> _Exercise_
Go over the listing below line by line and tally those containing "incoming". Give only the tally.

Top of Supplied records

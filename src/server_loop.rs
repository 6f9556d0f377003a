use crate::accept_stream::tcp_accept_stream;
use crate::handlers::NeighborHandler;
use crate::proto::neighbor_service_server::NeighborServiceServer;
use crate::types::GenericBoxedStream;

use std::io;
use tokio::net::{TcpListener, TcpStream};
use tokio_util::sync::CancellationToken;
use tonic::transport::Server;
use tracing::info;

/// Serve inbound `Communicate` streams until `shutdown` fires.
///
/// On shutdown the listener stops accepting and open streams are given the
/// chance to finish before this returns.
pub async fn serve_inbound(
    listener: TcpListener,
    handler: NeighborHandler,
    shutdown: CancellationToken,
) -> Result<(), tonic::transport::Error> {
    let incoming: GenericBoxedStream<Result<TcpStream, io::Error>> =
        Box::pin(tcp_accept_stream(listener));

    Server::builder()
        .add_service(NeighborServiceServer::new(handler))
        .serve_with_incoming_shutdown(incoming, shutdown.cancelled())
        .await?;

    info!("Inbound server stopped");
    Ok(())
}
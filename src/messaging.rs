//! Heartbeat traffic over established streams: the periodic send loop and the
//! per-peer receive loop.

use crate::mesh::Mesh;
use crate::peers::Session;
use crate::proto::Message;
use crate::select_stream_or_shutdown::select_stream_or_shutdown;
use crate::types::{GenericBoxedStream, PeerId};
use rand::distributions::Alphanumeric;
use rand::Rng;
use tokio::sync::mpsc::error::TrySendError;
use tokio::time::{self, Instant, MissedTickBehavior};
use tonic::{Status, Streaming};
use tracing::{debug, info, warn};

/// Produces the opaque payload of each heartbeat.
pub trait TokenSource: Send + Sync {
    fn next_token(&self) -> String;
}

/// Random alphanumeric tokens.
pub struct RandomTokens {
    len: usize,
}

impl RandomTokens {
    pub fn new(len: usize) -> Self {
        Self { len }
    }
}

impl Default for RandomTokens {
    fn default() -> Self {
        Self::new(10)
    }
}

impl TokenSource for RandomTokens {
    fn next_token(&self) -> String {
        rand::thread_rng()
            .sample_iter(&Alphanumeric)
            .take(self.len)
            .map(char::from)
            .collect()
    }
}

/// Where a received message came in.
#[derive(Clone, Copy, Debug)]
pub enum ReceivedOn<'a> {
    /// A stream some peer opened to us.
    Inbound,
    /// The reply half of our own stream to this peer.
    Outbound(&'a PeerId),
}

/// Receives every message the node reads off a stream.
pub trait Observer: Send + Sync {
    fn received(&self, on: ReceivedOn<'_>, message: &Message);
}

/// Default observer: messages are only logged by the loops themselves.
pub struct LogObserver;

impl Observer for LogObserver {
    fn received(&self, _on: ReceivedOn<'_>, _message: &Message) {}
}

/// Outcome of one send tick.
#[derive(Clone, Copy, Debug, Default, PartialEq, Eq)]
pub struct SendReport {
    pub sent: usize,
    /// Queue full; message skipped for this peer only.
    pub dropped: usize,
    /// Stream closed; cleanup scheduled.
    pub failed: usize,
}

impl Mesh {
    /// Send one message to every active stream.
    pub async fn send_tick(&self) -> SendReport {
        let active = self.table.active_snapshot().await;
        let mut report = SendReport::default();
        if active.is_empty() {
            return report;
        }

        let content = self.tokens.next_token();
        info!(content = %content, neighbors = active.len(), "Sending message to neighbors");

        for peer in active {
            let message = Message::new(self.local().as_str(), content.as_str());
            match peer.stream.try_send(message) {
                Ok(()) => {
                    report.sent += 1;
                    debug!(peer = %peer.identity, content = %content, "Sent message");
                }
                Err(TrySendError::Full(_)) => {
                    report.dropped += 1;
                    warn!(peer = %peer.identity, "Outbound queue full, message dropped");
                }
                Err(TrySendError::Closed(_)) => {
                    report.failed += 1;
                    warn!(peer = %peer.identity, "Error sending message, stream closed");
                    self.spawn_session_cleanup(peer.identity, peer.session);
                }
            }
        }

        report
    }

    pub async fn run_send_loop(self) {
        let period = self.config.message_interval;
        let mut ticker = time::interval_at(Instant::now() + period, period);
        ticker.set_missed_tick_behavior(MissedTickBehavior::Delay);

        loop {
            tokio::select! {
                _ = self.shutdown.cancelled() => {
                    info!("Send loop: shutdown signal received");
                    break;
                }
                _ = ticker.tick() => {
                    self.send_tick().await;
                }
            }
        }
    }

    /// Drain replies from `peer` until the stream fails, ends or the node
    /// shuts down. Sole reader of `inbound`.
    pub async fn run_receive_loop(
        self,
        peer: PeerId,
        session: Session,
        inbound: Streaming<Message>,
    ) {
        let mut inbound: GenericBoxedStream<Result<Message, Status>> = Box::pin(inbound);

        loop {
            match select_stream_or_shutdown(inbound.as_mut(), &self.shutdown).await {
                Ok(Some(Ok(message))) => {
                    info!(
                        peer = %peer,
                        sender = %message.sender,
                        content = %message.content,
                        "Received message"
                    );
                    self.observer.received(ReceivedOn::Outbound(&peer), &message);
                }
                Ok(Some(Err(status))) => {
                    warn!(peer = %peer, error = %status, "Error receiving message");
                    self.handle_session_failure(&peer, session).await;
                    break;
                }
                Ok(None) => {
                    info!(peer = %peer, "Neighbor closed the stream");
                    self.handle_session_failure(&peer, session).await;
                    break;
                }
                Err(()) => {
                    debug!(peer = %peer, "Receive loop: shutdown signal received");
                    break;
                }
            }
        }
    }
}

Bottom of Supplied records

> _Exercise solution_
2